#### ASSIGNED TASK:
Using the records below, write out the line with "self.ema_energy + THRESHOLD_SIGMAS" and each line after it through the final one, exactly, and only those.

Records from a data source
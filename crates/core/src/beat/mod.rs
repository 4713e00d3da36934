//! Low-band onset detection and tempo estimation.
//!
//! The detector tracks an exponential moving average and variance of the
//! low-band energy and fires when the energy clears `mean + 2.2 sigma`,
//! subject to a refractory gate. Beat timestamps feed a median-of-intervals
//! tempo estimate that is blended into a smoothed BPM.

use std::collections::VecDeque;

use serde::{Deserialize, Serialize};

use crate::analysis::Rgba;

/// BPM reported before any tempo could be estimated.
pub const DEFAULT_BPM: f32 = 120.0;

const ENERGY_TIME_CONSTANT: f32 = 0.35;
const VARIANCE_TIME_CONSTANT: f32 = 0.55;
const THRESHOLD_SIGMAS: f32 = 2.2;
const VARIANCE_FLOOR: f32 = 1e-9;
/// Minimum spacing between two beats, roughly a 333 BPM ceiling.
const REFRACTORY_SECONDS: f64 = 0.18;
const MAX_INTERVAL_SECONDS: f64 = 1.20;
const MAX_BEAT_HISTORY: usize = 12;
const MIN_INTERVALS: usize = 3;
const BPM_BLEND: f32 = 0.22;

/// A detected onset, consumed at most once by the visual layer.
#[derive(Debug, Clone, Copy, PartialEq, Serialize, Deserialize)]
pub struct BeatEvent {
    /// How far the low-band energy cleared the threshold, in `[0, 1]`.
    pub strength: f32,
    /// Gradient colour of the dominant frequency at the time of the beat.
    pub color: Rgba,
    /// Stream time of the spectral frame that fired, in seconds.
    pub stream_time: f64,
}

/// Adaptive-threshold beat detector fed once per spectral frame.
#[derive(Debug, Clone)]
pub struct BeatDetector {
    alpha_energy: f32,
    alpha_variance: f32,
    ema_energy: f32,
    ema_variance: f32,
    last_beat: Option<f64>,
    beat_times: VecDeque<f64>,
    intervals: Vec<f64>,
    bpm_smoothed: f32,
    tempo_estimated: bool,
}

impl BeatDetector {
    /// Creates a detector for frames spaced `frame_seconds` apart.
    pub fn new(frame_seconds: f32) -> Self {
        Self {
            alpha_energy: smoothing_alpha(frame_seconds, ENERGY_TIME_CONSTANT),
            alpha_variance: smoothing_alpha(frame_seconds, VARIANCE_TIME_CONSTANT),
            ema_energy: 0.0,
            ema_variance: 0.0,
            last_beat: None,
            beat_times: VecDeque::with_capacity(MAX_BEAT_HISTORY + 1),
            intervals: Vec::with_capacity(MAX_BEAT_HISTORY),
            bpm_smoothed: DEFAULT_BPM,
            tempo_estimated: false,
        }
    }

    pub fn bpm_smoothed(&self) -> f32 {
        self.bpm_smoothed
    }

    /// Whether at least one tempo estimate has been blended in.
    pub fn has_tempo(&self) -> bool {
        self.tempo_estimated
    }

    /// Current detection threshold.
    pub fn threshold(&self) -> f32 {
        self.ema_energy + THRESHOLD_SIGMAS * self.ema_variance.max(VARIANCE_FLOOR).sqrt()
    }

    /// Updates the running statistics with one frame's low-band energy taken
    /// at stream time `now` (seconds). Returns the beat strength in `[0, 1]`
    /// when this frame is a beat.
    pub fn process(&mut self, low_energy: f32, now: f64) -> Option<f32> {
        let diff = low_energy - self.ema_energy;
        self.ema_energy += diff * self.alpha_energy;
        self.ema_variance += (diff * diff - self.ema_variance) * self.alpha_variance;

        let threshold = self.threshold();
        if low_energy <= threshold {
            return None;
        }

        let gated = self
            .last_beat
            .map(|last| now - last <= REFRACTORY_SECONDS)
            .unwrap_or(false);
        if gated {
            return None;
        }

        self.last_beat = Some(now);
        let strength = ((low_energy - threshold) / (threshold + 1e-6)).clamp(0.0, 1.0);
        self.update_bpm(now);
        Some(strength)
    }

    fn update_bpm(&mut self, now: f64) {
        self.beat_times.push_back(now);
        while self.beat_times.len() > MAX_BEAT_HISTORY {
            self.beat_times.pop_front();
        }

        self.intervals.clear();
        self.intervals.extend(
            self.beat_times
                .iter()
                .zip(self.beat_times.iter().skip(1))
                .map(|(previous, next)| next - previous)
                .filter(|interval| *interval > REFRACTORY_SECONDS && *interval < MAX_INTERVAL_SECONDS),
        );

        if self.intervals.len() < MIN_INTERVALS {
            return;
        }

        self.intervals.sort_by(f64::total_cmp);
        let median = self.intervals[self.intervals.len() / 2];
        let bpm = (60.0 / median) as f32;
        self.bpm_smoothed += (bpm - self.bpm_smoothed) * BPM_BLEND;
        self.tempo_estimated = true;
        tracing::trace!(bpm, smoothed = self.bpm_smoothed, "tempo estimate updated");
    }
}

/// First-order smoothing coefficient `1 - e^(-dt / tau)`.
pub fn smoothing_alpha(dt: f32, tau: f32) -> f32 {
    1.0 - (-dt / tau).exp()
}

#### OUTPUT OF THE EXERCISE:
        self.ema_energy + THRESHOLD_SIGMAS * self.ema_variance.max(VARIANCE_FLOOR).sqrt()
    }

    /// Updates the running statistics with one frame's low-band energy taken
    /// at stream time `now` (seconds). Returns the beat strength in `[0, 1]`
    /// when this frame is a beat.
    pub fn process(&mut self, low_energy: f32, now: f64) -> Option<f32> {
        let diff = low_energy - self.ema_energy;
        self.ema_energy += diff * self.alpha_energy;
        self.ema_variance += (diff * diff - self.ema_variance) * self.alpha_variance;

        let threshold = self.threshold();
        if low_energy <= threshold {
            return None;
        }

        let gated = self
            .last_beat
            .map(|last| now - last <= REFRACTORY_SECONDS)
            .unwrap_or(false);
        if gated {
            return None;
        }

        self.last_beat = Some(now);
        let strength = ((low_energy - threshold) / (threshold + 1e-6)).clamp(0.0, 1.0);
        self.update_bpm(now);
        Some(strength)
    }

    fn update_bpm(&mut self, now: f64) {
        self.beat_times.push_back(now);
        while self.beat_times.len() > MAX_BEAT_HISTORY {
            self.beat_times.pop_front();
        }

        self.intervals.clear();
        self.intervals.extend(
            self.beat_times
                .iter()
                .zip(self.beat_times.iter().skip(1))
                .map(|(previous, next)| next - previous)
                .filter(|interval| *interval > REFRACTORY_SECONDS && *interval < MAX_INTERVAL_SECONDS),
        );

        if self.intervals.len() < MIN_INTERVALS {
            return;
        }

        self.intervals.sort_by(f64::total_cmp);
        let median = self.intervals[self.intervals.len() / 2];
        let bpm = (60.0 / median) as f32;
        self.bpm_smoothed += (bpm - self.bpm_smoothed) * BPM_BLEND;
        self.tempo_estimated = true;
        tracing::trace!(bpm, smoothed = self.bpm_smoothed, "tempo estimate updated");
    }
}

/// First-order smoothing coefficient `1 - e^(-dt / tau)`.
pub fn smoothing_alpha(dt: f32, tau: f32) -> f32 {
    1.0 - (-dt / tau).exp()
}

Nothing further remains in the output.